[英]append row values from one df to another if no duplicates in pandas
I have theses two dfs我有这两个 df
df1 = pd.DataFrame({'pupil': ["sarah", "john", "fred"],
'class': ["1a", "1a", "1a"]})
df2 = pd.DataFrame({'pupil_mixed': ["sarah", "john", "lex"],
'class': ["1a", "1c", "1a"]})
I want to append the row values from the column "pupil_mixed" from df2 to the column "pupil" in df1 if the values are no duplicates如果值不重复,我想将 append 从 df2 的“pupil_mixed”列到 df1 中的“pupil”列的行值
desired outcome:期望的结果:
df1 = pd.DataFrame({'pupil': ["sarah", "john", "fred", 'lex'],
'class': ["1a", "1a", "1a", NaN]})
I used append
with loc
我用
append
和loc
df1 = df1.append(df2.loc[df2['pupil_mixed'] != df1['pupil'] ])

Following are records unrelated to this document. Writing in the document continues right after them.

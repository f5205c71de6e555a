use reqwest::Client;
use tracing::info;

use super::discovery::fetch_endpoints;
use super::error::SpeedTestError;
use super::trial::run_trial;
use super::types::{Endpoint, EventSender, SpeedTestConfig, SpeedTestEvent, SpeedTestResult};

/// Discover endpoints once, then measure. Discovery failure is the only
/// fatal error in a run; anything after it degrades into low figures.
pub async fn run_speed_test(
    client: &Client,
    config: &SpeedTestConfig,
    tx: EventSender,
) -> Result<SpeedTestResult, SpeedTestError> {
    info!("Discovering test endpoints...");
    let endpoints = fetch_endpoints(client, config.nr_urls).await?;
    Ok(measure(client, &endpoints, config, tx).await)
}

/// Run all trials sequentially over a fixed endpoint set, emitting an
/// event as each trial lands.
pub async fn measure(
    client: &Client,
    endpoints: &[Endpoint],
    config: &SpeedTestConfig,
    tx: EventSender,
) -> SpeedTestResult {
    if endpoints.is_empty() {
        info!("No endpoints to measure");
        let _ = tx.send(SpeedTestEvent::NoEndpoints).await;
        return SpeedTestResult::from_trials(Vec::new());
    }

    let _ = tx
        .send(SpeedTestEvent::EndpointsReady {
            count: endpoints.len(),
        })
        .await;
    info!(
        "Running {} trials across {} endpoints ({} streams each)",
        config.nr_trials,
        endpoints.len(),
        config.streams_per_url
    );

    let mut trials = Vec::with_capacity(config.nr_trials as usize);
    for i in 0..config.nr_trials {
        let measurement = run_trial(client, endpoints, config).await;
        trials.push(measurement);
        let _ = tx
            .send(SpeedTestEvent::TrialComplete {
                index: i + 1,
                total: config.nr_trials,
                measurement,
            })
            .await;
    }

    let result = SpeedTestResult::from_trials(trials);
    let _ = tx.send(SpeedTestEvent::Complete(result.clone())).await;
    result
}

#[cfg(test)]
mod tests {
    use super::*;
    use tokio::io::{AsyncReadExt, AsyncWriteExt};
    use tokio::net::TcpListener;
    use tokio::sync::mpsc;

    #[tokio::test]
    async fn no_endpoints_runs_zero_trials() {
        let client = Client::new();
        let (tx, mut rx) = mpsc::channel(8);
        let result = measure(&client, &[], &SpeedTestConfig::default(), tx).await;

        assert!(result.trials.is_empty());
        assert_eq!(result.mean_mbps, 0.0);
        assert!(matches!(rx.recv().await, Some(SpeedTestEvent::NoEndpoints)));
        assert!(rx.recv().await.is_none());
    }

    /// Keep answering requests with a fixed-size body until dropped.
    async fn serve_fixed_body(listener: TcpListener, body_len: usize) {
        loop {
            let (mut socket, _) = listener.accept().await.unwrap();
            tokio::spawn(async move {
                let mut req = [0u8; 2048];
                let _ = socket.read(&mut req).await;
                let head = format!(
                    "HTTP/1.1 200 OK\r\ncontent-length: {body_len}\r\nconnection: close\r\n\r\n"
                );
                socket.write_all(head.as_bytes()).await.unwrap();
                socket.write_all(&vec![7u8; body_len]).await.unwrap();
                socket.flush().await.unwrap();
            });
        }
    }

    #[tokio::test]
    async fn runs_all_trials_in_order_against_local_server() {
        let listener = TcpListener::bind("127.0.0.1:0").await.unwrap();
        let addr = listener.local_addr().unwrap();
        tokio::spawn(serve_fixed_body(listener, 10_000));

        let endpoints: Vec<Endpoint> =
            (0..3).map(|i| format!("http://{addr}/file-{i}")).collect();
        let config = SpeedTestConfig {
            nr_trials: 2,
            streams_per_url: 1,
            ..Default::default()
        };
        let client = Client::new();
        let (tx, mut rx) = mpsc::channel(32);

        let result = measure(&client, &endpoints, &config, tx).await;

        assert_eq!(result.trials.len(), 2);
        for trial in &result.trials {
            assert_eq!(trial.total_bytes, 30_000);
            assert!(trial.mbps > 0.0);
        }
        let expected_mean = (result.trials[0].mbps + result.trials[1].mbps) / 2.0;
        assert_eq!(result.mean_mbps, expected_mean);

        assert!(matches!(
            rx.recv().await,
            Some(SpeedTestEvent::EndpointsReady { count: 3 })
        ));
        for expected_index in 1..=2 {
            match rx.recv().await {
                Some(SpeedTestEvent::TrialComplete { index, total, .. }) => {
                    assert_eq!(index, expected_index);
                    assert_eq!(total, 2);
                }
                other => panic!("expected TrialComplete, got {other:?}"),
            }
        }
        assert!(matches!(rx.recv().await, Some(SpeedTestEvent::Complete(_))));
    }
}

which just appended the other column to the df with the matching row value and changed the non matching row values to NaN它只是将另一列附加到具有匹配行值的 df,并将不匹配的行值更改为 NaN
pupil class pupil_mixed
0 sarah 1a NaN
1 john 1a NaN
2 fred 1a NaN
2 NaN 1a lex
You could use concat + drop_duplicates :您可以使用concat + drop_duplicates :
res = pd.concat((df1, df2['pupil_mixed'].to_frame('pupil'))).drop_duplicates('pupil')
print(res)
Output Output
pupil class
0 sarah 1a
1 john 1a
2 fred 1a
2 lex NaN
As an alternative you could filter first (with isin ) and then concat:作为替代方案,您可以先过滤(使用isin )然后连接:
# filter the rows in df2, rename the column pupil_mixed
filtered = df2.loc[~df2['pupil_mixed'].isin(df1['pupil'])]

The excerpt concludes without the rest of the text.